Кокетничает она со всеми мужчинами, включая «пастеризованного» сфинкса.
- А зря! – эмоционально и убедительно говорит Пётр Кириллович, - Замуж идти надо, особенно - за хорошего мужика. Пока берут. Я вот хоть и лысый, а - годный, и пенсия у меня хорошая – ликвидаторская.
Доброе и щедрое государство заплатило компенсацию за принятый на баланс дом Петра Кирилловича. Как обычно – без учета месторасположения и износа, по цене столичной однушки с ремонтом.

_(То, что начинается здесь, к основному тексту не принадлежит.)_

pub mod cli;
pub mod config;
pub mod profile;
pub mod prompt;
pub mod tools;
pub mod trace;

use anyhow::Result;
use cli::theme::Theme;
use cli::{App, CliArgs, run_console};
use config::AppConfig;
use profile::{SellerProfile, resolve_profile_path};
use prompt::PromptSession;
use std::time::{SystemTime, UNIX_EPOCH};
use time::OffsetDateTime;
use trace::SessionTrace;

pub async fn run(args: CliArgs) -> Result<()> {
    let config = AppConfig::load_with_path(args.config.as_deref())?;
    let profile_path = resolve_profile_path(args.profile.as_deref(), config.profile_path.as_deref())?;
    let profile = SellerProfile::load_or_sample(&profile_path)?;
    let today = OffsetDateTime::now_utc().date();

    if args.print_prompt {
        let session = PromptSession::with_custom_text(profile.custom_prompt.clone());
        println!(
            "{}",
            session.active_text(&profile.agent, &profile.tools, today)
        );
        return Ok(());
    }

    let session_id = generate_session_id();
    let trace = SessionTrace::create(&session_id)?;
    trace.log_event("open", &profile_path.display().to_string());
    let theme = Theme::from_config(true, &config.theme);

    run_console(App::new(profile, profile_path, theme, trace)).await
}

fn generate_session_id() -> String {
    let millis = SystemTime::now()
        .duration_since(UNIX_EPOCH)
        .map_or(0, |duration| duration.as_millis());
    format!("{millis:x}-{:x}", std::process::id())
}
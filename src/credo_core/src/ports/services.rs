use async_trait::async_trait;
use serde::{Deserialize, Serialize};
use thiserror::Error;

use crate::domain::{account::Role, email::Email, password::Password};

// MxResolver port trait and errors
#[derive(Debug, Error)]
pub enum MxResolveError {
    #[error("mail-exchange lookup timed out")]
    Timeout,
    #[error("mail-exchange lookup failed: {0}")]
    Lookup(String),
}

/// Port for the domain-deliverability heuristic.
///
/// `Ok(false)` covers the definitive negatives ("no answer", domain does
/// not exist). Timeouts and transport failures are errors so callers can
/// log them before treating the domain as undeliverable; they must never
/// propagate as fatal faults.
#[async_trait]
pub trait MxResolver: Send + Sync {
    /// True iff the domain publishes at least one mail-exchange record.
    async fn has_mx(&self, domain: &str) -> Result<bool, MxResolveError>;
}

// CredentialHasher port trait and errors
#[derive(Debug, Error)]
pub enum CredentialHasherError {
    #[error("Failed to hash password: {0}")]
    Hash(String),
    #[error("Stored credential hash is malformed: {0}")]
    MalformedHash(String),
}

/// Port for the salted one-way password hash.
pub trait CredentialHasher: Send + Sync {
    /// Hash a plaintext password with a fresh random salt, producing a
    /// self-describing hash string.
    fn hash(&self, password: &Password) -> Result<String, CredentialHasherError>;

    /// Verify a plaintext password against a stored hash. A mismatch is
    /// `Ok(false)`, not an error.
    fn verify(&self, password: &Password, credential_hash: &str)
    -> Result<bool, CredentialHasherError>;
}

// TokenService port trait, claims and errors
/// Payload of a session token. Fields are tamper-evident, not secret.
#[derive(Debug, Clone, PartialEq, Serialize, Deserialize)]
pub struct Claims {
    /// The account's email address.
    pub sub: String,
    pub role: Role,
    /// Issued-at, seconds since the Unix epoch.
    pub iat: i64,
    /// Expiry, seconds since the Unix epoch.
    pub exp: i64,
}

#[derive(Debug, Error, PartialEq)]
pub enum TokenError {
    #[error("token is malformed or its signature does not verify")]
    Malformed,
    #[error("token has expired")]
    Expired,
    #[error("failed to sign token: {0}")]
    Signing(String),
}

/// Port for issuing and verifying signed, time-bounded session tokens.
///
/// Tokens are never revoked server-side; expiry is the only termination
/// mechanism. That is an accepted limitation of the design, not something
/// an implementation should quietly extend.
pub trait TokenService: Send + Sync {
    fn issue(&self, email: &Email, role: Role) -> Result<String, TokenError>;
    fn verify(&self, token: &str) -> Result<Claims, TokenError>;
}
use std::sync::Arc;

use axum::{Json, extract::State, http::StatusCode, response::IntoResponse};
use secrecy::Secret;
use serde::Deserialize;
use serde_json::json;

use credo_application::RegisterUseCase;
use credo_core::{AccountStore, Blocklist, CredentialHasher, Email, MxResolver, Password};

use super::{AuthApiError, require_credentials};

#[derive(Deserialize)]
pub struct RegisterRequest {
    #[serde(default)]
    pub email: Option<String>,
    #[serde(default)]
    pub password: Option<Secret<String>>,
}

/// POST /api/register
///
/// 201 `{ok: true}` on success; registration never returns a token.
#[tracing::instrument(name = "Register", skip_all)]
pub async fn register<S, M, H>(
    State((account_store, blocklist, mx_resolver, hasher)): State<(S, Arc<Blocklist>, M, H)>,
    Json(request): Json<RegisterRequest>,
) -> Result<impl IntoResponse, AuthApiError>
where
    S: AccountStore + Clone + 'static,
    M: MxResolver + Clone + 'static,
    H: CredentialHasher + Clone + 'static,
{
    let (email, password) = require_credentials(request.email, request.password)?;
    let email = Email::try_from(email)?;
    let password = Password::try_from(password)?;

    RegisterUseCase::new(&account_store, &blocklist, &mx_resolver, &hasher)
        .execute(email, password)
        .await?;

    Ok((StatusCode::CREATED, Json(json!({ "ok": true }))))
}
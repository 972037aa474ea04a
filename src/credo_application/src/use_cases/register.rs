use credo_core::{
    Account, AccountStore, AccountStoreError, Blocklist, CredentialHasher, CredentialHasherError,
    Email, MIN_PASSWORD_LEN, MxResolver, Password,
};

/// Error types specific to the register use case.
///
/// Disposable domains, undeliverable domains and already-registered emails
/// all collapse into `EmailRejected` so a probing client cannot tell them
/// apart. The password policy failure keeps its specific message; the
/// policy is not sensitive to disclose.
#[derive(Debug, thiserror::Error)]
pub enum RegisterError {
    #[error("invalid registration data")]
    EmailRejected,
    #[error("password must be at least {} characters long", MIN_PASSWORD_LEN)]
    PasswordTooShort,
    #[error("Failed to hash password: {0}")]
    Hasher(#[from] CredentialHasherError),
    #[error("Account store error: {0}")]
    Store(AccountStoreError),
}

/// Register use case - creates a new account.
///
/// The email gates run in increasing cost order: the structural check has
/// already happened when the [`Email`] was parsed, the blocklist lookup is
/// an in-memory set probe, and only then is the mail-exchange resolution
/// paid for.
pub struct RegisterUseCase<'a, S, M, H>
where
    S: AccountStore,
    M: MxResolver,
    H: CredentialHasher,
{
    account_store: &'a S,
    blocklist: &'a Blocklist,
    mx_resolver: &'a M,
    hasher: &'a H,
}

impl<'a, S, M, H> RegisterUseCase<'a, S, M, H>
where
    S: AccountStore,
    M: MxResolver,
    H: CredentialHasher,
{
    pub fn new(
        account_store: &'a S,
        blocklist: &'a Blocklist,
        mx_resolver: &'a M,
        hasher: &'a H,
    ) -> Self {
        Self {
            account_store,
            blocklist,
            mx_resolver,
            hasher,
        }
    }

    /// Execute the register use case.
    ///
    /// Registration does not authenticate: success carries no token.
    #[tracing::instrument(name = "RegisterUseCase::execute", skip(self, password))]
    pub async fn execute(&self, email: Email, password: Password) -> Result<(), RegisterError> {
        if self.blocklist.is_disposable(&email) {
            tracing::info!("registration rejected: disposable domain");
            return Err(RegisterError::EmailRejected);
        }

        if !self.domain_is_deliverable(&email).await {
            return Err(RegisterError::EmailRejected);
        }

        let existing = self
            .account_store
            .find_by_email(&email)
            .await
            .map_err(RegisterError::Store)?;
        if existing.is_some() {
            tracing::info!("registration rejected: email already registered");
            return Err(RegisterError::EmailRejected);
        }

        if password.len() < MIN_PASSWORD_LEN {
            return Err(RegisterError::PasswordTooShort);
        }

        let credential_hash = self.hasher.hash(&password)?;
        let account = Account::new(email, credential_hash);

        match self.account_store.insert(account).await {
            Ok(()) => Ok(()),
            // Lost the race with a concurrent registration for the same
            // email; indistinguishable from the existence check above.
            Err(AccountStoreError::AccountAlreadyExists) => Err(RegisterError::EmailRejected),
            Err(e) => Err(RegisterError::Store(e)),
        }
    }

    /// Deliverability gate. Resolver failures (timeouts, transport errors)
    /// are logged for operators and treated as "not deliverable" - DNS
    /// flakiness must not crash the service or leak detail to the caller.
    async fn domain_is_deliverable(&self, email: &Email) -> bool {
        match self.mx_resolver.has_mx(email.domain()).await {
            Ok(true) => true,
            Ok(false) => {
                tracing::info!("registration rejected: domain has no mail-exchange records");
                false
            }
            Err(error) => {
                tracing::warn!(%error, "mail-exchange lookup failed, treating domain as undeliverable");
                false
            }
        }
    }
}
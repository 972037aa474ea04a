use std::path::PathBuf;
use std::time::Duration;

use config::{Config, ConfigError, Environment, File};
use http::HeaderValue;
use secrecy::Secret;
use serde::Deserialize;

use crate::auth::DEFAULT_TOKEN_TTL_SECONDS;

const DEFAULT_MX_TIMEOUT_MILLIS: u64 = 3000;

/// Process configuration, layered: defaults, then an optional `credo.json`
/// file next to the binary, then environment variables with the `CREDO_`
/// prefix and `__` as the section separator (`CREDO_AUTH__TOKEN_SECRET`).
#[derive(Debug, Clone, Deserialize)]
pub struct Settings {
    pub server: ServerSettings,
    pub auth: AuthSettings,
    pub email: EmailSettings,
}

#[derive(Debug, Clone, Deserialize)]
pub struct ServerSettings {
    pub host: String,
    pub port: u16,
    pub allowed_origins: AllowedOrigins,
}

#[derive(Debug, Clone, Deserialize)]
pub struct AuthSettings {
    /// Signing secret for session tokens. There is no default on purpose:
    /// a missing secret must fail startup, not fall back to a known value.
    pub token_secret: Secret<String>,
    pub token_ttl_seconds: i64,
}

#[derive(Debug, Clone, Deserialize)]
pub struct EmailSettings {
    /// Disposable-domain list, one domain per line. Absent or unreadable
    /// degrades to an empty blocklist unless `strict_blocklist` is set.
    pub blocklist_path: Option<PathBuf>,
    pub strict_blocklist: bool,
    pub mx_timeout_millis: u64,
}

impl EmailSettings {
    pub fn mx_timeout(&self) -> Duration {
        Duration::from_millis(self.mx_timeout_millis)
    }
}

impl Settings {
    pub fn load() -> Result<Self, ConfigError> {
        dotenvy::dotenv().ok();

        Config::builder()
            .set_default("server.host", "0.0.0.0")?
            .set_default("server.port", 3000_i64)?
            .set_default("server.allowed_origins", Vec::<String>::new())?
            .set_default("auth.token_ttl_seconds", DEFAULT_TOKEN_TTL_SECONDS)?
            .set_default("email.strict_blocklist", false)?
            .set_default("email.mx_timeout_millis", DEFAULT_MX_TIMEOUT_MILLIS as i64)?
            .add_source(File::with_name("credo").required(false))
            .add_source(Environment::with_prefix("CREDO").separator("__"))
            .build()?
            .try_deserialize()
    }
}

/// CORS origin allowlist for the `/api` routes.
#[derive(Debug, Clone, Default, Deserialize)]
pub struct AllowedOrigins(Vec<String>);

impl AllowedOrigins {
    pub fn new<I, S>(origins: I) -> Self
    where
        I: IntoIterator<Item = S>,
        S: Into<String>,
    {
        Self(origins.into_iter().map(Into::into).collect())
    }

    pub fn is_empty(&self) -> bool {
        self.0.is_empty()
    }

    pub fn contains(&self, origin: &HeaderValue) -> bool {
        origin
            .to_str()
            .map(|origin| self.0.iter().any(|allowed| allowed == origin))
            .unwrap_or(false)
    }
}
pub mod account;
pub mod blocklist;
pub mod email;
pub mod password;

Петр Кириллович поделил деньги с дочками пополам, и за свою половину он купил отличнейший дом в райцентре. С газом и водой, на улице-однобочке, у леса. И переехал туда вместе со «страшным пастеризованным котом», двумя дворнягами и пчелками. Трёх поросят в город Петр Кириллович перевозил уже в виде сала (с проростинами).
И - начал жениться.
Я случайно встретила Петра Кирилловича спустя год, в местном универмаге, где пыталась купить себе зимнюю куртку.
Петр Кириллович был не узнаваем – джинсы, кепка, горящие глаза.
Он носил в примерочную осенние кашемировые пальто – всех цветов, туда-сюда.
А из примерочной, капризный и совсем молодой женский голос командовал:
- Нет, Петюня, не то! Принеси мне снова синее, с манжетами.